Ни мистер Джон Карстайрс, ни его мать — а именно они были участниками этого разговора — не испытывали от него ни малейшего удовольствия. Находились они в данный момент в гостиной — сын сидел за столом с чашкой чаю, мать стояла, слегка опираясь о камин. Помимо них, в комнате была служанка — то ли только что вошла, то ли, напротив, собиралась выйти.
— Единственное, чего хотелось бы, мама, так это знать, зачем вам понадобился этот визит.
— Зачем понадобился?! Я просто решила — нет-нет, Джейн, можете остаться, — что если ты не хочешь ничего предпринимать, стало быть, мне придется взять дело в свои руки.
— И это после того, как я отправился прямиком к мистеру Крэббу?!
— И ничего не получил за свои страдания!
Присутствие служанки, убиравшей со стола посуду после завтрака, не позволяло спору разгореться во всю силу, и мать с сыном замолчали, сверля друг друга глазами. Никогда еще они не были так злы друг на друга: миссис Карстайрс потому, что считала сына слабаком; Джон Карстайрс потому, что полагал, будто мать бесцеремонно вмешивается не в свои дела. Тем не менее каждый в глубине души хотел примирения, поскольку сын вообще терпеть не мог споров и разногласий ни с кем, будь то его мать или кто другой. А миссис Карстайрс понимала, что решить проблему можно, только выступая единым фронтом с сыном.
Толкая впереди себя тележку с посудой, служанка вышла из гостиной. Джон Карстайрс тем временем лихорадочно размышлял над последней репликой матери, поставившей его в положение обороняющегося: следовало что-нибудь сказать, придумать, как обернуть спор в свою пользу, — но в голову ничего не приходило; а вообще-то больше всего ему хотелось как можно скорее уйти отсюда и отправиться на работу. Джон подвинул к себе письмо, вызвавшее перепалку, и щелчком отправил его на противоположную сторону стола.
— Это от Крэбба. Можешь прочитать.
Миссис Карстайрс извлекла из конверта лист бумаги, поднесла к глазам лорнет и принялась за чтение.
Уважаемый сэр!
Нам поручил связаться с вами один из наших клиентов, мистер Джеймс Дикси, проживающий в Истон-Холле, графство Норфолк.

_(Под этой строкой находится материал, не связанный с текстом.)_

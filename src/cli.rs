use crate::error::FraggleError;
use crate::launch::{DryRunLauncher, Interrupt, ProcessLauncher};
use crate::model::{CadenceLimits, RepeatPolicy, RunConfig};
use crate::orchestrator::{self, RunFailure};
use crate::profile::{self, ProfileTable};
use anyhow::{Context, Result};
use clap::Parser;
use std::path::PathBuf;

#[derive(Debug, Parser, Clone)]
#[command(
    name = "fraggle",
    version,
    about = "Relaunch a simulation from its latest checkpoint within one batch job"
)]
pub struct Cli {
    /// Execution profile naming the launcher for this system
    #[arg(default_value = "Stampede2")]
    pub profile: String,

    /// Simulation executable, relative to the working directory
    #[arg(default_value = "./enzo.exe")]
    pub executable: PathBuf,

    /// Directory holding the parameter file and data dumps
    #[arg(long, default_value = ".")]
    pub workdir: PathBuf,

    /// Total number of launches before giving up
    #[arg(long, default_value_t = 1, value_parser = clap::value_parser!(u32).range(1..))]
    pub max_launches: u32,

    /// Consecutive launches from the same source before --on-repeat applies
    #[arg(long, default_value_t = 3, value_parser = clap::value_parser!(u32).range(1..))]
    pub max_same_restarts: u32,

    /// What to do when the same source keeps being relaunched
    #[arg(long, value_enum, default_value_t = RepeatPolicy::Warn)]
    pub on_repeat: RepeatPolicy,

    /// Factor applied to dtDataDump by the stretch-cadence policy
    #[arg(long, default_value_t = 0.5)]
    pub cadence_stretch: f64,

    /// Smallest dtDataDump before the run counts as stalled
    #[arg(long, default_value_t = 0.1)]
    pub min_cadence: f64,

    /// Largest dtDataDump the stretch-cadence policy will write
    #[arg(long, default_value_t = 5.0)]
    pub max_cadence: f64,

    /// File name for the rewritten parameter file, written beside the dump it copies
    #[arg(long, default_value = "tmp.par")]
    pub scratch_file: PathBuf,

    /// Use --ignore-interpolated false to allow restarts from interpolated outputs
    #[arg(long, default_value_t = true, action = clap::ArgAction::Set)]
    pub ignore_interpolated: bool,

    /// Pass -d to the executable (use --debug-flag false to drop it)
    #[arg(long, default_value_t = true, action = clap::ArgAction::Set)]
    pub debug_flag: bool,

    /// Kill a launch that runs longer than this (e.g. 47h30m)
    #[arg(long)]
    pub timeout: Option<humantime::Duration>,

    /// TOML file with extra execution profiles
    #[arg(long)]
    pub profiles: Option<PathBuf>,

    /// Write the run report as JSON
    #[arg(long)]
    pub export_json: Option<PathBuf>,

    /// Print the commands without executing anything
    #[arg(long)]
    pub dry_run: bool,
}

pub async fn run(args: Cli) -> Result<()> {
    execute(args, Interrupt::install()).await
}

async fn execute(args: Cli, interrupt: Interrupt) -> Result<()> {
    let profiles = profile::load_profiles(args.profiles.as_deref())?;
    let cfg = build_config(&args, &profiles)?;

    let outcome = if cfg.dry_run {
        orchestrator::run_loop(&cfg, &DryRunLauncher, &interrupt).await
    } else {
        let launcher = ProcessLauncher::new(interrupt.clone());
        orchestrator::run_loop(&cfg, &launcher, &interrupt).await
    };
    let (report, failure) = match outcome {
        Ok(report) => (report, None),
        Err(RunFailure { report, error }) => (report, Some(error)),
    };

    for line in orchestrator::build_text_summary(&report) {
        tracing::info!("{line}");
    }
    if let Some(path) = args.export_json.as_deref() {
        orchestrator::export_json(path, &report)
            .with_context(|| format!("failed to export run report to {}", path.display()))?;
        tracing::info!("exported report: {}", path.display());
    }

    match failure {
        Some(error) => Err(error),
        None => Ok(()),
    }
}

/// Validate the environment and build a `RunConfig` from CLI arguments.
pub fn build_config(args: &Cli, profiles: &ProfileTable) -> Result<RunConfig> {
    let workdir = args.workdir.clone();
    if !workdir.is_dir() {
        anyhow::bail!("working directory {} does not exist", workdir.display());
    }
    if !workdir.join(&args.executable).is_file() {
        return Err(FraggleError::ExecutableNotFound(args.executable.clone()).into());
    }
    let launcher = profiles.resolve(&args.profile)?.launcher.clone();

    Ok(RunConfig {
        workdir,
        executable: args.executable.clone(),
        profile: args.profile.clone(),
        launcher,
        max_launches: args.max_launches,
        max_same_restarts: args.max_same_restarts,
        on_repeat: args.on_repeat,
        cadence: CadenceLimits {
            stretch: args.cadence_stretch,
            min: args.min_cadence,
            max: args.max_cadence,
        },
        scratch_file: args.scratch_file.clone(),
        ignore_interpolated: args.ignore_interpolated,
        debug_flag: args.debug_flag,
        timeout: args.timeout.map(Into::into),
        dry_run: args.dry_run,
    })
}
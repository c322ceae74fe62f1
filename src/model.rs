use serde::{Deserialize, Serialize};
use std::path::PathBuf;
use std::time::Duration;

/// Everything the restart loop needs, built once from the command line.
#[derive(Debug, Clone, Serialize, Deserialize)]
pub struct RunConfig {
    pub workdir: PathBuf,
    pub executable: PathBuf,
    pub profile: String,
    /// Words placed in front of the executable (e.g. `ibrun mem_affinity`).
    pub launcher: Vec<String>,
    pub max_launches: u32,
    pub max_same_restarts: u32,
    pub on_repeat: RepeatPolicy,
    pub cadence: CadenceLimits,
    /// Name of the rewritten parameter file, placed beside the file it copies.
    pub scratch_file: PathBuf,
    pub ignore_interpolated: bool,
    pub debug_flag: bool,
    #[serde(default, with = "humantime_serde")]
    pub timeout: Option<Duration>,
    pub dry_run: bool,
}

/// What to do once the same source has been launched more than
/// `max_same_restarts` times in a row.
#[derive(Debug, Clone, Copy, PartialEq, Eq, Serialize, Deserialize, clap::ValueEnum)]
#[serde(rename_all = "kebab-case")]
pub enum RepeatPolicy {
    /// Log a warning and keep relaunching.
    Warn,
    /// Abort the loop as stalled.
    Stop,
    /// Shorten the output cadence in a scratch copy and relaunch from it.
    StretchCadence,
}

/// Bounds for the `dtDataDump` rewrite.
#[derive(Debug, Clone, Copy, PartialEq, Serialize, Deserialize)]
pub struct CadenceLimits {
    pub stretch: f64,
    pub min: f64,
    pub max: f64,
}

impl Default for CadenceLimits {
    fn default() -> Self {
        Self {
            stretch: 0.5,
            min: 0.1,
            max: 5.0,
        }
    }
}

#[derive(Debug, Clone, Copy, PartialEq, Eq, Serialize, Deserialize)]
pub enum CheckpointFamily {
    /// Periodic data dumps (`DD`).
    Data,
    /// Redshift-keyed dumps (`RD`).
    Redshift,
}

/// One checkpoint found on disk.
#[derive(Debug, Clone, PartialEq, Serialize, Deserialize)]
pub struct Checkpoint {
    pub path: PathBuf,
    pub family: CheckpointFamily,
    pub time: f64,
    pub interpolated: bool,
}

/// Result of one checkpoint scan, most recent first.
#[derive(Debug, Clone, Default)]
pub struct CheckpointSet {
    /// Every checkpoint that could be read, interpolated or not.
    pub scanned: Vec<Checkpoint>,
    /// Restart candidates after optional interpolation filtering.
    pub candidates: Vec<Checkpoint>,
}

impl CheckpointSet {
    pub fn latest(&self) -> Option<&Checkpoint> {
        self.candidates.first()
    }
}

#[derive(Debug, Clone, Copy, PartialEq, Eq, Serialize, Deserialize)]
pub enum LaunchMode {
    FreshStart,
    Restart,
}

/// The command for one launch, before it is handed to a [`crate::launch::Launcher`].
#[derive(Debug, Clone, PartialEq, Eq, Serialize, Deserialize)]
pub struct LaunchCommand {
    pub program: String,
    pub args: Vec<String>,
    pub current_dir: PathBuf,
}

impl LaunchCommand {
    pub fn render(&self) -> String {
        std::iter::once(self.program.as_str())
            .chain(self.args.iter().map(String::as_str))
            .collect::<Vec<_>>()
            .join(" ")
    }
}

/// How a child process ended.
#[derive(Debug, Clone, Copy, PartialEq, Eq, Default, Serialize, Deserialize)]
pub struct LaunchOutcome {
    pub exit_code: Option<i32>,
    pub timed_out: bool,
    pub interrupted: bool,
}

#[derive(Debug, Clone, Serialize, Deserialize)]
pub struct LaunchRecord {
    pub iteration: u32,
    pub mode: LaunchMode,
    pub source: PathBuf,
    pub same_source_count: u32,
    pub command: String,
    pub started_utc: String,
    #[serde(with = "humantime_serde")]
    pub elapsed: Duration,
    pub outcome: LaunchOutcome,
}

#[derive(Debug, Clone, Copy, PartialEq, Eq, Serialize, Deserialize)]
#[serde(rename_all = "snake_case")]
pub enum StopReason {
    /// The configured number of launches was reached.
    LaunchLimit,
    /// A fresh start produced no checkpoint to continue from.
    NoProgress,
    /// The operator interrupted a running child.
    Interrupted,
    /// A fatal condition ended the loop; see [`RunReport::error`].
    Failed,
}

impl StopReason {
    pub fn describe(self) -> &'static str {
        match self {
            StopReason::LaunchLimit => "launch limit reached",
            StopReason::NoProgress => "fresh start left no checkpoint to restart from",
            StopReason::Interrupted => "interrupted",
            StopReason::Failed => "failed",
        }
    }
}

#[derive(Debug, Clone, Serialize, Deserialize)]
pub struct RunReport {
    pub profile: String,
    pub executable: PathBuf,
    pub launches: Vec<LaunchRecord>,
    pub stop_reason: StopReason,
    #[serde(default)]
    pub error: Option<String>,
}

Исходя из того, что данный факт вам неизвестен, мистер Дикси просит сообщить, что 16-го числа сего месяца его посетила некая дама, представившаяся миссис Карстайрс. Цель визита — обсудить дела, связанные с его подопечной миссис Айрленд.
Мистер Дикси просит также довести до вашего сведения, что на эту тему он разговаривать не желает и всякие последующие запросы, в какой бы то ни было форме — лично или по почте, — будут оставлены без внимания.
Преданные вам
Крэбб и Эндерби,
стряпчие
— Что ж, по-моему, все ясно.
— Это уж точно. Ясно как день, — откликнулся Джон Карстайрс. — Тут еще имеется записка лично от Крэбба. Он выражает сожаление, что приходится писать в таком тоне, ну и все прочее. Мне кажется, просто изворачивается. Вот, сами посмотрите.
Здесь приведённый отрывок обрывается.